§ TASK MATERIAL:

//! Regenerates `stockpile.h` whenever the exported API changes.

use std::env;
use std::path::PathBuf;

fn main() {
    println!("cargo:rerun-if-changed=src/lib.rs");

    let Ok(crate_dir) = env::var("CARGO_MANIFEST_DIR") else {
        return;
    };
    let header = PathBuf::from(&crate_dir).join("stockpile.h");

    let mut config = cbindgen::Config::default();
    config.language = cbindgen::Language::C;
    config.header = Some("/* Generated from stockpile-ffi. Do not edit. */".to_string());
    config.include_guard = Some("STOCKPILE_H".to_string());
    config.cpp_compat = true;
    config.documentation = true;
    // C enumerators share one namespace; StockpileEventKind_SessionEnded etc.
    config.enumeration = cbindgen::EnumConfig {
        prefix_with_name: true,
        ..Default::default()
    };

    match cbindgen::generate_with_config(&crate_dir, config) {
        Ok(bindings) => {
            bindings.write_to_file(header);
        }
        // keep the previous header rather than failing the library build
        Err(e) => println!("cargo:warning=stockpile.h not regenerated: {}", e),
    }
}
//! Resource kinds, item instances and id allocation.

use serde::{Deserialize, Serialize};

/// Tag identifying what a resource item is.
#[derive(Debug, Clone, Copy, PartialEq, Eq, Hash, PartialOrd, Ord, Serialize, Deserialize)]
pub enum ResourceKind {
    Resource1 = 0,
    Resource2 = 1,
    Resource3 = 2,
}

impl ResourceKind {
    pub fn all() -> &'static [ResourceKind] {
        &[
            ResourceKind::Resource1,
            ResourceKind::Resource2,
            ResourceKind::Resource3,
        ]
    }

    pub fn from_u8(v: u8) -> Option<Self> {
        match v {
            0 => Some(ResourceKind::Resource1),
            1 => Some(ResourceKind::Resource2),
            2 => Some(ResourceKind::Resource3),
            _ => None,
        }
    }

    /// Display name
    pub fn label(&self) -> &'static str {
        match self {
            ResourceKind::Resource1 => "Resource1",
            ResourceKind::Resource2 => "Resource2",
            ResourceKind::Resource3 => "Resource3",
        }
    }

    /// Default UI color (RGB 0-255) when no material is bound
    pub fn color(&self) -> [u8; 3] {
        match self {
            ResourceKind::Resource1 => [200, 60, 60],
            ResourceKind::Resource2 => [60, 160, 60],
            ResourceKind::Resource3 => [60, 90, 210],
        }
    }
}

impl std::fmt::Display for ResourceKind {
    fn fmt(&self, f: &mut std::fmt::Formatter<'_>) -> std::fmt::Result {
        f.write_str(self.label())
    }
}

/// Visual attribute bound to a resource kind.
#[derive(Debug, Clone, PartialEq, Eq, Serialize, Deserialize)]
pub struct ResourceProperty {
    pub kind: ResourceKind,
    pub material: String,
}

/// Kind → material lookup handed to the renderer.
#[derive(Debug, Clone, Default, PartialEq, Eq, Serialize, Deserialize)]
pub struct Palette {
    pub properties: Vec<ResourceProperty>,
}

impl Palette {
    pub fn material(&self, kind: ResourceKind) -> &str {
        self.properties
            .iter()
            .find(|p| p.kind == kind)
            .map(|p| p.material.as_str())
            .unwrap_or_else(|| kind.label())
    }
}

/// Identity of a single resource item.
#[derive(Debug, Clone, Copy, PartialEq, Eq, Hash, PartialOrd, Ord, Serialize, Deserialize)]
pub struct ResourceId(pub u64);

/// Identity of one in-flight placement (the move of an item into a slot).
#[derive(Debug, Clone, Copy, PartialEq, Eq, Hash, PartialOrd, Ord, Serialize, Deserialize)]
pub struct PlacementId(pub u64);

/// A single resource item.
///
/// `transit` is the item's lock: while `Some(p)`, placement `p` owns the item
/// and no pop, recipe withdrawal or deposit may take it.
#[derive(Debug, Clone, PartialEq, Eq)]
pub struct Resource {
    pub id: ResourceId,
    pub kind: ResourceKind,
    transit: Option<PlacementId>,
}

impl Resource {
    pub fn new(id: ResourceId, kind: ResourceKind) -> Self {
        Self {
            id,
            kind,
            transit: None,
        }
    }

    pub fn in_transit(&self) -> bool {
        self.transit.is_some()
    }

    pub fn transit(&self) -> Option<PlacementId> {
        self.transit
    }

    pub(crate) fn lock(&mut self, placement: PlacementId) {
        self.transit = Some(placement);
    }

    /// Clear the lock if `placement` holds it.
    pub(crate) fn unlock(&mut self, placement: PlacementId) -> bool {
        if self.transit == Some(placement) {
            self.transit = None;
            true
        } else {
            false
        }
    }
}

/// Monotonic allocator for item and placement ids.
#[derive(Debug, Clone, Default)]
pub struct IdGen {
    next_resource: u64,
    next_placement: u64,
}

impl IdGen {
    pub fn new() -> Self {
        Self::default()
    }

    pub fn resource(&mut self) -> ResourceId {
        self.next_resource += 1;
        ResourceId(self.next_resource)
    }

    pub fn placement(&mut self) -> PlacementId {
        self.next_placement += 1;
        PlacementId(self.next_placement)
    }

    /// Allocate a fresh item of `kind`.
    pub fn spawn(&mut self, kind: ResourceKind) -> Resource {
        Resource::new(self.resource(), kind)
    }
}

--

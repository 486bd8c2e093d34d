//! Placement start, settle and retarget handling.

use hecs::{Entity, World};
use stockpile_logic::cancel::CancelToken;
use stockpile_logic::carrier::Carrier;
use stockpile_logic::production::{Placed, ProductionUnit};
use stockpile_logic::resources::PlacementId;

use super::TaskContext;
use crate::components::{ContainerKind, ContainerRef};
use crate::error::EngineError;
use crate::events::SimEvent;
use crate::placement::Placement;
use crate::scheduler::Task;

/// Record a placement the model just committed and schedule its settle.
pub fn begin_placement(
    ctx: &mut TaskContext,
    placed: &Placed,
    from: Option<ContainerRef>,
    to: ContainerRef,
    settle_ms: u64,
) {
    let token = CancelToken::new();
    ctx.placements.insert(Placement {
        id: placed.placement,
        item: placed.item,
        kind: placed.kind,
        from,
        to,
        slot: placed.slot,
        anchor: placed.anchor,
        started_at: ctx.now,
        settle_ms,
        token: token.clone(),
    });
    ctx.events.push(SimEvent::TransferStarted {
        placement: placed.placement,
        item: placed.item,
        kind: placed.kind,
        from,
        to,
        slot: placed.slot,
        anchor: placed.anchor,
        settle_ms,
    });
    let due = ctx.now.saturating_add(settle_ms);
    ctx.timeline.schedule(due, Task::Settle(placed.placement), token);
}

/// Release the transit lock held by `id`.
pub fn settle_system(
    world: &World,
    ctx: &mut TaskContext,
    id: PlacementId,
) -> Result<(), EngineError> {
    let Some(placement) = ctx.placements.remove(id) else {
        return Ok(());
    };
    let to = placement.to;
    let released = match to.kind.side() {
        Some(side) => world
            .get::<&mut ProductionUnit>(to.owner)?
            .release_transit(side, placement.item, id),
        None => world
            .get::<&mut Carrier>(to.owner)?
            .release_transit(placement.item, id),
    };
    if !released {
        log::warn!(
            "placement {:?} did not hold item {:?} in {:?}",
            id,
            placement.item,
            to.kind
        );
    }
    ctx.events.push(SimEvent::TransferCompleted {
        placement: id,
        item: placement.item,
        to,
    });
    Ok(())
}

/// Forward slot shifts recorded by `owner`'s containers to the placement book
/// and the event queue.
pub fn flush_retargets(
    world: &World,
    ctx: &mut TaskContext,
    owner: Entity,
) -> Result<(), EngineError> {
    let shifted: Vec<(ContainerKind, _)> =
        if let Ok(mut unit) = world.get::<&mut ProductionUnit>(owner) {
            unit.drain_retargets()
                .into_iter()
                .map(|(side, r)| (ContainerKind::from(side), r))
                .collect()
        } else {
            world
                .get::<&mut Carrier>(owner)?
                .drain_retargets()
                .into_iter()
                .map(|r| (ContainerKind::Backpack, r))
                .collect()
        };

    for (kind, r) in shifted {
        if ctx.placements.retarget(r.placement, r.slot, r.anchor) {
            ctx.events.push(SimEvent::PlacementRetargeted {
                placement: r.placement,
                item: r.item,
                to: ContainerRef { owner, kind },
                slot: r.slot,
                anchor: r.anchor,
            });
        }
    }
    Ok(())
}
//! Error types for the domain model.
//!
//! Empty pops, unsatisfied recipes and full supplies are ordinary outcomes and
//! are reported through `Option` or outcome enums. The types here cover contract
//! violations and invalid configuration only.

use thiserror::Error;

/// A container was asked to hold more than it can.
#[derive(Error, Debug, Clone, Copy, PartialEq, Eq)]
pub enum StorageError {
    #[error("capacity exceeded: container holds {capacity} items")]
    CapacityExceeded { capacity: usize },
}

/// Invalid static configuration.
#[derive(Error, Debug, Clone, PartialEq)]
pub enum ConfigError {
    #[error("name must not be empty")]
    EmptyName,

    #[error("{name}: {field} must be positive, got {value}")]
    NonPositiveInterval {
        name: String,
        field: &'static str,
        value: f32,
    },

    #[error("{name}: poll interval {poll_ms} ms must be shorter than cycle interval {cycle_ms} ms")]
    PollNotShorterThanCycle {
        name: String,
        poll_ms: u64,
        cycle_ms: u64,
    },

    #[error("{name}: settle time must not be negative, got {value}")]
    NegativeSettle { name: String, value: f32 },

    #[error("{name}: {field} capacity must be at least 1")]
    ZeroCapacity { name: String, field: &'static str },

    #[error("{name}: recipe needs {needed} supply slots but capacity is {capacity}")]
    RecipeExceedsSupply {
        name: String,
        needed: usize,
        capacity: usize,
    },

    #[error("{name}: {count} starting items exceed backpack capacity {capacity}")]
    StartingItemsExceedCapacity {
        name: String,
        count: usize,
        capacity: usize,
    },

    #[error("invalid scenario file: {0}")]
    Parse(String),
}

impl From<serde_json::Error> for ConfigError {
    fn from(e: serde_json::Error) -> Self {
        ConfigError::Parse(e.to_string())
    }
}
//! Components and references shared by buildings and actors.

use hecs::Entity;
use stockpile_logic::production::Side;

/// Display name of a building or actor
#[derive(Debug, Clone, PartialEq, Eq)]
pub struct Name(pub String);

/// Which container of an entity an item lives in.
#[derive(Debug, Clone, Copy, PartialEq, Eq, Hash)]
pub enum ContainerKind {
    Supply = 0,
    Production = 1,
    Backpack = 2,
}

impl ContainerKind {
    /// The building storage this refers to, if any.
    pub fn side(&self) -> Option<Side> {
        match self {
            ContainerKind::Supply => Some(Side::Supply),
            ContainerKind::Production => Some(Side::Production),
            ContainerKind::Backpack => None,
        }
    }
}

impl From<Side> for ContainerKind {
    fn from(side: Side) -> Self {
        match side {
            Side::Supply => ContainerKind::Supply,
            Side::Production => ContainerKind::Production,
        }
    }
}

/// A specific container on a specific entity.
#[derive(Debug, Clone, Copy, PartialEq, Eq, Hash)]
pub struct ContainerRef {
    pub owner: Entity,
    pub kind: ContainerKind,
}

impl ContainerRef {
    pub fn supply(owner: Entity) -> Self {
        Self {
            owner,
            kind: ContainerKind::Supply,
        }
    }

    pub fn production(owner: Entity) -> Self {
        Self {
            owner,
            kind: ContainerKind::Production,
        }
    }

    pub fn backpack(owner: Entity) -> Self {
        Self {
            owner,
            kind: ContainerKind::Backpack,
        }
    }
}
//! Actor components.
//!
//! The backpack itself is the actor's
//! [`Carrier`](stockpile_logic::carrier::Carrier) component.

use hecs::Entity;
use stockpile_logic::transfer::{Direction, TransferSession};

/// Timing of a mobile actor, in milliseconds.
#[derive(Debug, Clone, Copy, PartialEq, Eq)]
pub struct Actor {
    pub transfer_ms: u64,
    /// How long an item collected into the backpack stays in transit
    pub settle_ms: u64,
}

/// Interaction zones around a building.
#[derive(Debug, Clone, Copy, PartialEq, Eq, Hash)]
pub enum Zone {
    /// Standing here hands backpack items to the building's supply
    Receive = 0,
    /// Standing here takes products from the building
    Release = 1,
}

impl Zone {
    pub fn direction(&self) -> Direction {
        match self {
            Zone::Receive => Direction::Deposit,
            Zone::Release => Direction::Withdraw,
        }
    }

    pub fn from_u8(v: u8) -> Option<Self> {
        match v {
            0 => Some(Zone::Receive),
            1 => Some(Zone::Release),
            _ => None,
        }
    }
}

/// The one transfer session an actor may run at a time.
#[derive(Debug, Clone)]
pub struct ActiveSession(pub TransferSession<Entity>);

* * *

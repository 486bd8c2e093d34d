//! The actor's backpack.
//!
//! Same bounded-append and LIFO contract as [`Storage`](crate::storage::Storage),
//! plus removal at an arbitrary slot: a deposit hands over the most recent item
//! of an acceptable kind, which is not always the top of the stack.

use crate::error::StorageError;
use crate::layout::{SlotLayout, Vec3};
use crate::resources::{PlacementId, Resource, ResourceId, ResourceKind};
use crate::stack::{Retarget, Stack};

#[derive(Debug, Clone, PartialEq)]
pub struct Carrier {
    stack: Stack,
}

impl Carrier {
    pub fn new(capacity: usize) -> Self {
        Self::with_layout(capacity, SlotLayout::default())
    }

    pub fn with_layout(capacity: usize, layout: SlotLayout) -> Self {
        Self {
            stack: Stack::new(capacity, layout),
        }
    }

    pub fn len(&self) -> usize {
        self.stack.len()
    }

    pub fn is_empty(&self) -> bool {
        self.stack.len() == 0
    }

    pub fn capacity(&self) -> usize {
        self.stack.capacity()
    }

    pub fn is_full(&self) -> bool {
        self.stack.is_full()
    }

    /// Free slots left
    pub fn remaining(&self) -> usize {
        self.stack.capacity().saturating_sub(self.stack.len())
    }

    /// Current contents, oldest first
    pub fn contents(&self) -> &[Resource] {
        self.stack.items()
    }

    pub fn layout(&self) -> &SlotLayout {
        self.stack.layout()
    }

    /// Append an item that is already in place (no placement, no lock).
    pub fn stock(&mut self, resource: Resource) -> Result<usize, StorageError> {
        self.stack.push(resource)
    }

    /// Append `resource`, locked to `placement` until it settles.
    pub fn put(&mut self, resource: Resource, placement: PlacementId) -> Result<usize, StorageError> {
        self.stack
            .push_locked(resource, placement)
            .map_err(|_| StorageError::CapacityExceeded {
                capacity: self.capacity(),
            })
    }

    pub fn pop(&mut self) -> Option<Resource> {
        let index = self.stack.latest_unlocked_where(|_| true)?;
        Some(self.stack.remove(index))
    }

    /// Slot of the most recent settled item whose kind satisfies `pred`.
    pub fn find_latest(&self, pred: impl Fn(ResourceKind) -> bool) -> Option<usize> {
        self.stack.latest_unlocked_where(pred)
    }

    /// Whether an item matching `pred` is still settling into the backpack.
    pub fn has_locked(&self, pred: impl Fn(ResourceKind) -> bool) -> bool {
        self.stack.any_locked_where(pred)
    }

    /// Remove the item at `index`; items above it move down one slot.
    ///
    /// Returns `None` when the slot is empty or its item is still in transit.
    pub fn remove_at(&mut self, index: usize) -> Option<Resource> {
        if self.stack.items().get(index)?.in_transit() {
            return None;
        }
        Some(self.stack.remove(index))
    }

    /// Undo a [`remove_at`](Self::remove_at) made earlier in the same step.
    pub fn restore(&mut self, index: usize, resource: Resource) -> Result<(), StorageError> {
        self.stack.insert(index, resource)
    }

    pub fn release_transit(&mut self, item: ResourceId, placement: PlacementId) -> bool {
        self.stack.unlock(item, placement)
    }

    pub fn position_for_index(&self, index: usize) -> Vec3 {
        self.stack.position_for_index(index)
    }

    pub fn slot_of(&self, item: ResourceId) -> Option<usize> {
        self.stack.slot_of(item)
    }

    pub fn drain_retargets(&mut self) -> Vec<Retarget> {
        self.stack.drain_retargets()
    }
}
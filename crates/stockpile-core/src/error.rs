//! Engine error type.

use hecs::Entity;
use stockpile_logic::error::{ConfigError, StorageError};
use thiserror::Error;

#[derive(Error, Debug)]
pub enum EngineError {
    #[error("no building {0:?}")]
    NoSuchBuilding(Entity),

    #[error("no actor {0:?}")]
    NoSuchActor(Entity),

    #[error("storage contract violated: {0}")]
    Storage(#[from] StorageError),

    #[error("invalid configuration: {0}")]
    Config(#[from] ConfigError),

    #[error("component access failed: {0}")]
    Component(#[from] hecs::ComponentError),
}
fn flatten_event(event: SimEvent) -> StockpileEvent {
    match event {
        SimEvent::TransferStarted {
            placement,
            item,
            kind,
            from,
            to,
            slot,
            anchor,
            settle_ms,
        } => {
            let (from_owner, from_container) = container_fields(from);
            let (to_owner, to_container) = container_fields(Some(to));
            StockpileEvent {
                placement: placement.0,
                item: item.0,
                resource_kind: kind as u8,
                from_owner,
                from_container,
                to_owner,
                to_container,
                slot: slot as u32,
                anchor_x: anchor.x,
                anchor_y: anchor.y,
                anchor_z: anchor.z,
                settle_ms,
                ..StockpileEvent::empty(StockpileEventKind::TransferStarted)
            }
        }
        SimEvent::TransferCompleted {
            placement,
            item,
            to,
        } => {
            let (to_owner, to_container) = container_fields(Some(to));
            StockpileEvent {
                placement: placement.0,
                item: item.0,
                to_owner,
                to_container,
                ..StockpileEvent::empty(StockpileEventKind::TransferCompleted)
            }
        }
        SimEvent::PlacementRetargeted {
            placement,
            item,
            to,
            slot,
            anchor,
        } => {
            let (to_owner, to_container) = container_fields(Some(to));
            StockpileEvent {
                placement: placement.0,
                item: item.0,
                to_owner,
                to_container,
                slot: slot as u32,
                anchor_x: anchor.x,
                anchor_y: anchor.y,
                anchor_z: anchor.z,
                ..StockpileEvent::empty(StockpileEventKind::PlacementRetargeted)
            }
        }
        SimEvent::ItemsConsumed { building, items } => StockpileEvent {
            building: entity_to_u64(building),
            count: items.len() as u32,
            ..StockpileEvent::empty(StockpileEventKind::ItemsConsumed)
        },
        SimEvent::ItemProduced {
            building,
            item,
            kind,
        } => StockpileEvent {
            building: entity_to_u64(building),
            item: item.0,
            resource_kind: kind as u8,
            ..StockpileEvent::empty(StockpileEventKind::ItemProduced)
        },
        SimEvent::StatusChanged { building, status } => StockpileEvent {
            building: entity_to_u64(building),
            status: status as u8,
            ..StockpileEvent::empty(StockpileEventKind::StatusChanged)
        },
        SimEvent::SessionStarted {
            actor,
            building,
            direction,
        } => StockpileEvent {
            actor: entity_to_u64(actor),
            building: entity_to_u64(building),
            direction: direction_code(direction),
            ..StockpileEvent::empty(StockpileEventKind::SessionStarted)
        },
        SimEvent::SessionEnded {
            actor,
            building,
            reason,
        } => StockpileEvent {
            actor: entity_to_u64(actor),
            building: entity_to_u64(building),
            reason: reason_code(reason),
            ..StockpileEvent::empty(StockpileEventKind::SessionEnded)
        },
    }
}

§ WHAT YOU NEED TO DO: Everything above from the line containing "exported API changes." down to the line containing "the library build" should be copied exactly, both end lines included, and nothing else.

§ OUTPUT OF THE TASK:
//! Regenerates `stockpile.h` whenever the exported API changes.

use std::env;
use std::path::PathBuf;

fn main() {
    println!("cargo:rerun-if-changed=src/lib.rs");

    let Ok(crate_dir) = env::var("CARGO_MANIFEST_DIR") else {
        return;
    };
    let header = PathBuf::from(&crate_dir).join("stockpile.h");

    let mut config = cbindgen::Config::default();
    config.language = cbindgen::Language::C;
    config.header = Some("/* Generated from stockpile-ffi. Do not edit. */".to_string());
    config.include_guard = Some("STOCKPILE_H".to_string());
    config.cpp_compat = true;
    config.documentation = true;
    // C enumerators share one namespace; StockpileEventKind_SessionEnded etc.
    config.enumeration = cbindgen::EnumConfig {
        prefix_with_name: true,
        ..Default::default()
    };

    match cbindgen::generate_with_config(&crate_dir, config) {
        Ok(bindings) => {
            bindings.write_to_file(header);
        }
        // keep the previous header rather than failing the library build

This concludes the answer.